Questioned at the Common’s Public Accounts Committee this afternoon, Tim Donohoe, who has become senior responsible owner for the local service provider programmes at the Department of Health, confirmed a legal dispute with the company was ongoing.

He said an “evidence phase” had concluded and an arbitration panel would decide on what, if any, compensation Fujitsu should receive.

The company was supposed to install Cerner Millennium at trusts across the South, but left the programme with just nine ‘live sites’ in place. Fujitsu’s original contract was for £896m, and it is thought to be seeking £700m.

The long-standing dispute is widely believed to have influenced the DH’s negotiations with another of NPfIT’s local service providers, CSC, which was contracted to deliver the Lorenzo electronic patient record to trusts in the North, Midlands and East of England.

Asked how many trusts are “fully live” with the system, Donohoe said one – University Hospitals of Morecambe Bay NHS Foundation Trust – “except for the modules that have yet to be delivered.”

Despite this, the committee was told that the NHS has already paid CSC £1.1 billion of its original £3.8 billion deal at 2012 prices.
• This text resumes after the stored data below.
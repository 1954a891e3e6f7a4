use once_cell::sync::Lazy;
use solana_sdk::pubkey::Pubkey;
use std::str::FromStr;

pub const PUMPFUN_PROGRAM_ID: &str = "6EF8rrecthR5Dkzon8Nwu78hRvfCKubJ14M5uBEwF6P";
pub const PUMP_PRO_PROGRAM_ID: &str = "proVF4pMXVaYqmy4NjniPh4pqKNfMmsihgd4wdkCX3u";
pub const METEORA_DBC_PROGRAM_ID: &str = "dbcij3LWUppWqq96dh6gJWwBifmcGfLSB5D4DuSMaqN";
pub const METAPLEX_METADATA_PROGRAM_ID: &str = "metaqbxxUerdq28cj1RbAWkYQm3ybzjb6a8bt518x1s";
pub const TOKEN_2022_PROGRAM_ID: &str = "TokenzQdBNbLqP5VEhdkAS6EPFLC1PHnBqCXEpPxuEb";
pub const WSOL_MINT_ADDRESS: &str = "So11111111111111111111111111111111111111112";

pub static PUMPFUN_PROGRAM_PUBKEY: Lazy<Pubkey> =
    Lazy::new(|| Pubkey::from_str(PUMPFUN_PROGRAM_ID).unwrap());
pub static PUMP_PRO_PROGRAM_PUBKEY: Lazy<Pubkey> =
    Lazy::new(|| Pubkey::from_str(PUMP_PRO_PROGRAM_ID).unwrap());
pub static METEORA_DBC_PROGRAM_PUBKEY: Lazy<Pubkey> =
    Lazy::new(|| Pubkey::from_str(METEORA_DBC_PROGRAM_ID).unwrap());
pub static METAPLEX_METADATA_PROGRAM_PUBKEY: Lazy<Pubkey> =
    Lazy::new(|| Pubkey::from_str(METAPLEX_METADATA_PROGRAM_ID).unwrap());
pub static TOKEN_2022_PROGRAM_PUBKEY: Lazy<Pubkey> =
    Lazy::new(|| Pubkey::from_str(TOKEN_2022_PROGRAM_ID).unwrap());
pub static WSOL_MINT_PUBKEY: Lazy<Pubkey> =
    Lazy::new(|| Pubkey::from_str(WSOL_MINT_ADDRESS).unwrap());

/// First 8 bytes of instruction data, pinned from the launchpad IDLs.
pub mod discriminators {
    /// pump.fun legacy `create` (inline metadata, legacy SPL mint).
    pub const PUMPFUN_CREATE: [u8; 8] = [24, 30, 200, 40, 5, 28, 7, 119];
    /// pump.fun `create_v2` (Token-2022 mint).
    pub const PUMPFUN_CREATE_V2: [u8; 8] = [214, 144, 76, 236, 95, 139, 49, 180];
    /// pump.pro `create` (short instruction data, metadata off-chain).
    pub const PUMP_PRO_CREATE: [u8; 8] = [147, 241, 123, 100, 244, 132, 174, 118];
    /// Bonding-curve `buy` / `sell`, shared by pump.fun and pump.pro.
    pub const CURVE_BUY: [u8; 8] = [102, 6, 61, 18, 1, 218, 235, 234];
    pub const CURVE_SELL: [u8; 8] = [51, 230, 133, 164, 1, 127, 131, 173];
    /// Meteora DBC pool creation variants.
    pub const DBC_INITIALIZE_POOL: [u8; 8] = [95, 180, 10, 172, 84, 174, 232, 40];
    pub const DBC_CREATE_POOL: [u8; 8] = [233, 146, 209, 142, 207, 104, 64, 188];
}

/// Instructions the discovery and routing paths can identify.
#[derive(Debug, Clone, Copy, PartialEq, Eq)]
pub enum KnownInstruction {
    PumpfunCreate,
    PumpfunCreateV2,
    PumpProCreate,
    CurveBuy,
    CurveSell,
    DbcInitializePool,
    DbcCreatePool,
}

impl KnownInstruction {
    pub fn name(&self) -> &'static str {
        match self {
            KnownInstruction::PumpfunCreate => "create",
            KnownInstruction::PumpfunCreateV2 => "create_v2",
            KnownInstruction::PumpProCreate => "create_pro",
            KnownInstruction::CurveBuy => "buy",
            KnownInstruction::CurveSell => "sell",
            KnownInstruction::DbcInitializePool => "initialize_pool",
            KnownInstruction::DbcCreatePool => "create_pool",
        }
    }

    pub fn is_create(&self) -> bool {
        matches!(
            self,
            KnownInstruction::PumpfunCreate
                | KnownInstruction::PumpfunCreateV2
                | KnownInstruction::PumpProCreate
                | KnownInstruction::DbcInitializePool
                | KnownInstruction::DbcCreatePool
        )
    }

    /// IDL account ordering by name. Instruction builders index into this to
    /// keep account positions exact.
    pub fn account_ordering(&self) -> &'static [&'static str] {
        match self {
            KnownInstruction::CurveSell => &[
                "global",
                "fee_recipient",
                "mint",
                "bonding_curve",
                "associated_bonding_curve",
                "associated_user",
                "user",
                "system_program",
                "associated_token_program",
                "token_program",
                "event_authority",
                "program",
            ],
            KnownInstruction::CurveBuy => &[
                "global",
                "fee_recipient",
                "mint",
                "bonding_curve",
                "associated_bonding_curve",
                "associated_user",
                "user",
                "system_program",
                "token_program",
                "rent",
                "event_authority",
                "program",
            ],
            KnownInstruction::PumpfunCreate | KnownInstruction::PumpfunCreateV2 => &[
                "mint",
                "mint_authority",
                "bonding_curve",
                "associated_bonding_curve",
                "global",
                "mpl_token_metadata",
                "metadata",
                "user",
                "system_program",
                "token_program",
                "associated_token_program",
                "rent",
                "event_authority",
                "program",
            ],
            KnownInstruction::PumpProCreate => &[
                "mint",
                "bonding_curve",
                "associated_bonding_curve",
                "global",
                "user",
                "system_program",
                "token_program",
                "event_authority",
                "program",
            ],
            KnownInstruction::DbcInitializePool | KnownInstruction::DbcCreatePool => &[
                "config",
                "pool_authority",
                "creator",
                "base_mint",
                "quote_mint",
                "pool",
                "base_vault",
                "quote_vault",
                "payer",
                "token_program",
                "system_program",
                "event_authority",
                "program",
            ],
        }
    }
}

/// Identify an instruction from its program id and the first 8 bytes of its
/// data. Pinned IDL data only, nothing fetched at runtime.
pub fn identify_instruction(program_id: &Pubkey, data_first_8: &[u8]) -> Option<KnownInstruction> {
    if data_first_8.len() < 8 {
        return None;
    }
    let disc: [u8; 8] = data_first_8[..8].try_into().ok()?;
    use discriminators::*;
    if *program_id == *PUMPFUN_PROGRAM_PUBKEY {
        return match disc {
            PUMPFUN_CREATE => Some(KnownInstruction::PumpfunCreate),
            PUMPFUN_CREATE_V2 => Some(KnownInstruction::PumpfunCreateV2),
            CURVE_BUY => Some(KnownInstruction::CurveBuy),
            CURVE_SELL => Some(KnownInstruction::CurveSell),
            _ => None,
        };
    }
    if *program_id == *PUMP_PRO_PROGRAM_PUBKEY {
        return match disc {
            PUMP_PRO_CREATE => Some(KnownInstruction::PumpProCreate),
            CURVE_BUY => Some(KnownInstruction::CurveBuy),
            CURVE_SELL => Some(KnownInstruction::CurveSell),
            _ => None,
        };
    }
    if *program_id == *METEORA_DBC_PROGRAM_PUBKEY {
        return match disc {
            DBC_INITIALIZE_POOL => Some(KnownInstruction::DbcInitializePool),
            DBC_CREATE_POOL => Some(KnownInstruction::DbcCreatePool),
            _ => None,
        };
    }
    None
}

pub fn derive_pda(seeds: &[&[u8]], program_id: &Pubkey) -> (Pubkey, u8) {
    Pubkey::find_program_address(seeds, program_id)
}

/// Bonding-curve state PDA for a launchpad mint.
pub fn bonding_curve_pda(mint: &Pubkey, launchpad_program: &Pubkey) -> Pubkey {
    derive_pda(&[b"bonding-curve", mint.as_ref()], launchpad_program).0
}

/// Launchpad global config PDA.
pub fn global_pda(launchpad_program: &Pubkey) -> Pubkey {
    derive_pda(&[b"global"], launchpad_program).0
}

/// Anchor event authority PDA.
pub fn event_authority_pda(launchpad_program: &Pubkey) -> Pubkey {
    derive_pda(&[b"__event_authority"], launchpad_program).0
}

/// Metaplex Metadata PDA for a mint.
pub fn metadata_pda(mint: &Pubkey) -> Pubkey {
    derive_pda(
        &[
            b"metadata",
            METAPLEX_METADATA_PROGRAM_PUBKEY.as_ref(),
            mint.as_ref(),
        ],
        &METAPLEX_METADATA_PROGRAM_PUBKEY,
    )
    .0
}

#[cfg(test)]
mod tests {
    use super::*;

    #[test]
    fn identifies_pumpfun_creates() {
        let legacy = identify_instruction(
            &PUMPFUN_PROGRAM_PUBKEY,
            &discriminators::PUMPFUN_CREATE,
        );
        assert_eq!(legacy, Some(KnownInstruction::PumpfunCreate));
        let v2 = identify_instruction(
            &PUMPFUN_PROGRAM_PUBKEY,
            &discriminators::PUMPFUN_CREATE_V2,
        );
        assert_eq!(v2, Some(KnownInstruction::PumpfunCreateV2));
        assert!(v2.unwrap().is_create());
    }

    #[test]
    fn create_pro_only_matches_pump_pro_program() {
        assert_eq!(
            identify_instruction(&PUMP_PRO_PROGRAM_PUBKEY, &discriminators::PUMP_PRO_CREATE),
            Some(KnownInstruction::PumpProCreate)
        );
        assert_eq!(
            identify_instruction(&PUMPFUN_PROGRAM_PUBKEY, &discriminators::PUMP_PRO_CREATE),
            None
        );
    }

    #[test]
    fn unknown_program_and_short_data_yield_none() {
        let random = Pubkey::new_unique();
        assert_eq!(
            identify_instruction(&random, &discriminators::CURVE_BUY),
            None
        );
        assert_eq!(identify_instruction(&PUMPFUN_PROGRAM_PUBKEY, &[1, 2, 3]), None);
    }

    #[test]
    fn sell_account_ordering_matches_idl() {
        let ordering = KnownInstruction::CurveSell.account_ordering();
        assert_eq!(ordering.len(), 12);
        assert_eq!(ordering[0], "global");
        assert_eq!(ordering[1], "fee_recipient");
        assert_eq!(ordering[6], "user");
        assert_eq!(ordering[8], "associated_token_program");
        assert_eq!(ordering[9], "token_program");
    }

    #[test]
    fn pda_derivation_is_deterministic() {
        let mint = Pubkey::new_unique();
        let a = bonding_curve_pda(&mint, &PUMPFUN_PROGRAM_PUBKEY);
        let b = bonding_curve_pda(&mint, &PUMPFUN_PROGRAM_PUBKEY);
        assert_eq!(a, b);
        // different program, different PDA
        let c = bonding_curve_pda(&mint, &PUMP_PRO_PROGRAM_PUBKEY);
        assert_ne!(a, c);
    }
}
pub const LAMPORTS_PER_SOL_F64: f64 = 1_000_000_000.0;

pub fn tokens_to_ui_amount_with_decimals_f64(amount: u64, decimals: u8) -> f64 {
    if amount == 0 {
        return 0.0;
    }
    let divisor = 10u64.checked_pow(decimals as u32).unwrap_or(u64::MAX);
    amount as f64 / divisor as f64
}

pub fn ui_amount_with_decimals_to_tokens(amount: f64, decimals: u8) -> u64 {
    if amount == 0.0 {
        return 0;
    }
    let multiplier = 10u64.checked_pow(decimals as u32).unwrap_or(u64::MAX);
    (amount * multiplier as f64) as u64
}

pub fn lamports_to_sol(lamports: u64) -> f64 {
    lamports as f64 / LAMPORTS_PER_SOL_F64
}

pub fn sol_to_lamports(sol: f64) -> u64 {
    (sol * LAMPORTS_PER_SOL_F64) as u64
}

#[cfg(test)]
mod tests {
    use super::*;

    #[test]
    fn test_lamports_round_trip() {
        assert_eq!(sol_to_lamports(1.5), 1_500_000_000);
        assert_eq!(lamports_to_sol(1_500_000_000), 1.5);
    }

    #[test]
    fn test_token_ui_amount() {
        assert_eq!(tokens_to_ui_amount_with_decimals_f64(1_000_000, 6), 1.0);
        assert_eq!(ui_amount_with_decimals_to_tokens(2.5, 6), 2_500_000);
        assert_eq!(tokens_to_ui_amount_with_decimals_f64(0, 9), 0.0);
    }
}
It will pay out another £1 billion for Lorenzo and ‘interim’ systems such as TPP’s SystmOne.

CSC and the DH agreed a new, interim deal for the NME last September. This removed the company’s exclusive right to be the IT provider to the NME.

But it also promised central funding for trusts that wanted to take Lorenzo if they could develop a “robust business case” and get it approved by the NME Programme Board.
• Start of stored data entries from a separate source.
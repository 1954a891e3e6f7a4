use crate::config::app_context::AppContext;
use crate::config::constants::{
    SIGNATURE_DEDUP_CAPACITY, TX_FETCH_BACKOFF, TX_FETCH_RETRIES,
};
use crate::discovery::dedup::SignatureDedup;
use crate::discovery::metadata::{self, MetadataProvenance};
use crate::discovery::ws::{run_log_subscription, LogEvent, LogSubscription};
use crate::programs::registry::{
    self, KnownInstruction, PUMPFUN_PROGRAM_PUBKEY, PUMP_PRO_PROGRAM_PUBKEY,
};
use crate::solana::tx_parser;
use crate::types::candidate::{DiscoveryMethod, LaunchSource};
use crate::types::error::TradeError;
use crate::types::events::{BusEvent, Collector, DiscoveredLaunch, EventStream};
use anyhow::Result;
use async_trait::async_trait;
use serde_json::json;
use solana_sdk::signature::Signature;
use std::str::FromStr;
use std::sync::Arc;
use tokio::sync::mpsc;
use tokio::time::sleep;
use tokio_stream::wrappers::UnboundedReceiverStream;
use tracing::{debug, info};

/// Inline metadata carried by pump.fun `create`/`create_v2` instruction data.
#[derive(Debug, Clone, PartialEq, Eq)]
pub struct InlineCreateArgs {
    pub name: String,
    pub symbol: String,
    pub uri: String,
    pub is_mayhem_mode: Option<bool>,
}

fn read_borsh_string(data: &[u8], cursor: &mut usize) -> Result<String, TradeError> {
    if data.len() < *cursor + 4 {
        return Err(TradeError::InvalidInput("create args truncated".into()));
    }
    let len = u32::from_le_bytes(data[*cursor..*cursor + 4].try_into().unwrap()) as usize;
    *cursor += 4;
    if data.len() < *cursor + len {
        return Err(TradeError::InvalidInput("create string overruns data".into()));
    }
    let s = String::from_utf8(data[*cursor..*cursor + len].to_vec())
        .map_err(|e| TradeError::InvalidInput(format!("create string not utf-8: {e}")))?;
    *cursor += len;
    Ok(s)
}

/// Decode `(name, symbol, uri, is_mayhem_mode?)` from create instruction
/// data, after the 8-byte discriminator. Trailing fields beyond the flag are
/// tolerated.
pub fn decode_create_args(data: &[u8]) -> Result<InlineCreateArgs, TradeError> {
    if data.len() < 8 {
        return Err(TradeError::InvalidInput("create data too short".into()));
    }
    let mut cursor = 8usize;
    let name = read_borsh_string(data, &mut cursor)?;
    let symbol = read_borsh_string(data, &mut cursor)?;
    let uri = read_borsh_string(data, &mut cursor)?;
    // optional creator pubkey then mayhem flag, depending on layout version
    let is_mayhem_mode = match data.len().saturating_sub(cursor) {
        0 => None,
        1 => Some(data[cursor] != 0),
        n if n >= 33 => Some(data[cursor + 32] != 0),
        _ => None,
    };
    Ok(InlineCreateArgs {
        name,
        symbol,
        uri,
        is_mayhem_mode,
    })
}

/// WebSocket discovery for pump.fun and pump.pro launches: subscribe to the
/// program logs, fetch each creating transaction, decode it by
/// discriminator, and emit a launch candidate.
pub struct PumpLaunchCollector {
    context: AppContext,
    ws_urls: Vec<String>,
    pump_rest_base: String,
}

impl PumpLaunchCollector {
    pub async fn new(context: &AppContext) -> Self {
        let settings = context.get_settings().await;
        Self {
            context: context.clone(),
            ws_urls: settings.solana.ws_urls_or_derived(),
            pump_rest_base: settings.discovery.pump_rest_base.clone(),
        }
    }

    /// Fetch a just-notified transaction; it may not be indexed yet.
    async fn fetch_tx_with_retry(
        context: &AppContext,
        signature: &Signature,
    ) -> Result<solana_transaction_status::EncodedConfirmedTransactionWithStatusMeta, TradeError>
    {
        let mut attempt = 0u32;
        loop {
            match context.rpc.get_transaction(signature).await {
                Ok(tx) => return Ok(tx),
                Err(e) => {
                    attempt += 1;
                    if attempt >= TX_FETCH_RETRIES {
                        return Err(e);
                    }
                    sleep(TX_FETCH_BACKOFF).await;
                }
            }
        }
    }

    async fn decode_launch(
        context: &AppContext,
        pump_rest_base: &str,
        signature_str: &str,
    ) -> Result<Option<DiscoveredLaunch>, TradeError> {
        let signature = Signature::from_str(signature_str)
            .map_err(|e| TradeError::InvalidInput(format!("bad signature: {e}")))?;
        let tx = Self::fetch_tx_with_retry(context, &signature).await?;
        if tx
            .transaction
            .meta
            .as_ref()
            .map(|m| m.err.is_some())
            .unwrap_or(true)
        {
            return Ok(None);
        }

        for ix in tx_parser::walk_instructions(&tx.transaction)? {
            let Some(known) = registry::identify_instruction(&ix.program_id, &ix.data) else {
                continue;
            };
            if !known.is_create() {
                continue;
            }
            let mint = match ix.accounts.first() {
                Some(mint) => *mint,
                None => continue,
            };
            let bonding_curve = ix
                .accounts
                .get(match known {
                    KnownInstruction::PumpProCreate => 1,
                    _ => 2,
                })
                .map(|k| k.to_string());

            let launch = match known {
                KnownInstruction::PumpfunCreate | KnownInstruction::PumpfunCreateV2 => {
                    let args = decode_create_args(&ix.data)?;
                    DiscoveredLaunch {
                        mint: mint.to_string(),
                        symbol: Some(args.symbol.clone()),
                        name: Some(args.name.clone()),
                        launch_source: LaunchSource::Pumpfun,
                        discovery_method: DiscoveryMethod::Onchain,
                        metadata_provenance: Some(MetadataProvenance::Inline.as_str().to_string()),
                        raw_payload: json!({
                            "signature": signature_str,
                            "instruction": known.name(),
                            "uri": args.uri,
                            "is_mayhem_mode": args.is_mayhem_mode,
                        }),
                        is_token_2022: known == KnownInstruction::PumpfunCreateV2,
                        bonding_curve,
                    }
                }
                KnownInstruction::PumpProCreate => {
                    // short instruction data, metadata resolved off-chain
                    let resolved = metadata::resolve_pump_pro_metadata(
                        &context.http,
                        pump_rest_base,
                        &context.rpc,
                        &mint,
                    )
                    .await;
                    DiscoveredLaunch {
                        mint: mint.to_string(),
                        symbol: Some(resolved.symbol.clone()),
                        name: Some(resolved.name.clone()),
                        launch_source: LaunchSource::Pumpfun,
                        discovery_method: DiscoveryMethod::Onchain,
                        metadata_provenance: Some(resolved.provenance.as_str().to_string()),
                        raw_payload: json!({
                            "signature": signature_str,
                            "instruction": known.name(),
                            "uri": resolved.uri,
                        }),
                        is_token_2022: false,
                        bonding_curve,
                    }
                }
                _ => continue,
            };
            info!(mint = %launch.mint, instruction = known.name(), "pump launch discovered");
            return Ok(Some(launch));
        }
        Ok(None)
    }
}

#[async_trait]
impl Collector<BusEvent> for PumpLaunchCollector {
    async fn get_event_stream(&self) -> Result<EventStream<'_, BusEvent>> {
        let (log_tx, mut log_rx) = mpsc::unbounded_channel::<LogEvent>();
        let (event_tx, event_rx) = mpsc::unbounded_channel::<BusEvent>();
        let shutdown = self.context.shutdown_signal();

        let ws_url = self
            .ws_urls
            .first()
            .cloned()
            .ok_or_else(|| anyhow::anyhow!("no websocket endpoint configured"))?;
        for (name, program_id) in [
            ("pumpfun-logs", *PUMPFUN_PROGRAM_PUBKEY),
            ("pumppro-logs", *PUMP_PRO_PROGRAM_PUBKEY),
        ] {
            tokio::spawn(run_log_subscription(
                LogSubscription {
                    name,
                    ws_url: ws_url.clone(),
                    program_id,
                },
                log_tx.clone(),
                shutdown.clone(),
            ));
        }

        let context = self.context.clone();
        let pump_rest_base = self.pump_rest_base.clone();
        tokio::spawn(async move {
            let dedup = Arc::new(SignatureDedup::new(SIGNATURE_DEDUP_CAPACITY));
            while let Some((signature, _logs)) = log_rx.recv().await {
                if !dedup.insert(&signature) {
                    continue;
                }
                match Self::decode_launch(&context, &pump_rest_base, &signature).await {
                    Ok(Some(launch)) => {
                        if event_tx.send(BusEvent::LaunchDiscovered(launch)).is_err() {
                            return;
                        }
                    }
                    Ok(None) => {}
                    Err(e) => {
                        debug!(signature = %signature, error = %e, "launch decode skipped");
                    }
                }
            }
        });

        Ok(Box::pin(UnboundedReceiverStream::new(event_rx)))
    }
}

#[cfg(test)]
mod tests {
    use super::*;

    fn encode_create_args(name: &str, symbol: &str, uri: &str, mayhem: Option<bool>) -> Vec<u8> {
        let mut data = registry::discriminators::PUMPFUN_CREATE.to_vec();
        for s in [name, symbol, uri] {
            data.extend_from_slice(&(s.len() as u32).to_le_bytes());
            data.extend_from_slice(s.as_bytes());
        }
        if let Some(flag) = mayhem {
            data.push(flag as u8);
        }
        data
    }

    #[test]
    fn decodes_inline_create_metadata() {
        let data = encode_create_args("Moon Cat", "MCAT", "https://pump.fun/mcat.json", None);
        let args = decode_create_args(&data).unwrap();
        assert_eq!(args.name, "Moon Cat");
        assert_eq!(args.symbol, "MCAT");
        assert_eq!(args.uri, "https://pump.fun/mcat.json");
        assert_eq!(args.is_mayhem_mode, None);
    }

    #[test]
    fn decodes_trailing_mayhem_flag() {
        let data = encode_create_args("A", "B", "", Some(true));
        assert_eq!(decode_create_args(&data).unwrap().is_mayhem_mode, Some(true));
        let data = encode_create_args("A", "B", "", Some(false));
        assert_eq!(decode_create_args(&data).unwrap().is_mayhem_mode, Some(false));
    }

    #[test]
    fn truncated_create_data_is_rejected() {
        let data = encode_create_args("Moon Cat", "MCAT", "uri", None);
        assert!(decode_create_args(&data[..12]).is_err());
        assert!(decode_create_args(&[0u8; 4]).is_err());
    }
}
EHI revealed last year that trusts will receive incentives to take the system, as well as funding to cover local deployment and service costs.

PAC chair Margaret Hodge described the money as a “bribe” for trusts to take Lorenzo and PAC member Richard Bacon described it as “a bung.”

Hodge asked Donohoe “how much have you got to help, support, trusts to buy this rotten system?” To which he replied that £600m was available for Lorenzo deployments at up to 22 trusts.

He also insisted that the deal with the company was the best that could be achieved, because the DH was not in a strong negotiating position.

“A year ago, they knew we could not deliver 160 trusts and we knew they could not deliver to 160 trusts, so we were heading for a dispute,” he said.

Sir David Nicholson, the chief executive of NHS England, who was the senior responsible owner for NPfIT until the latest round of NHS re-organisation took effect in April, supported his position.

“We have essentially over the last few years been trying to make the best deal we could for the tax payers,” he said.

At the PAC meeting, it also became clear that the NHS will pay CSC for reaching future “key milestones" – although these were not specified.

The committee was told that the basis of the current CSC deal was signed by Katie Davis on the day that she left as the managing director of NHS Informatics, in August 2011.

Asked why it had taken two years, to date, to finalise the deal, Donohoe said it had been a complex negotiation. He said he expected the final contract to be ready in September.

“We’re moving towards the final iteration of the contract. It’s been a very hard negotiation,” he said.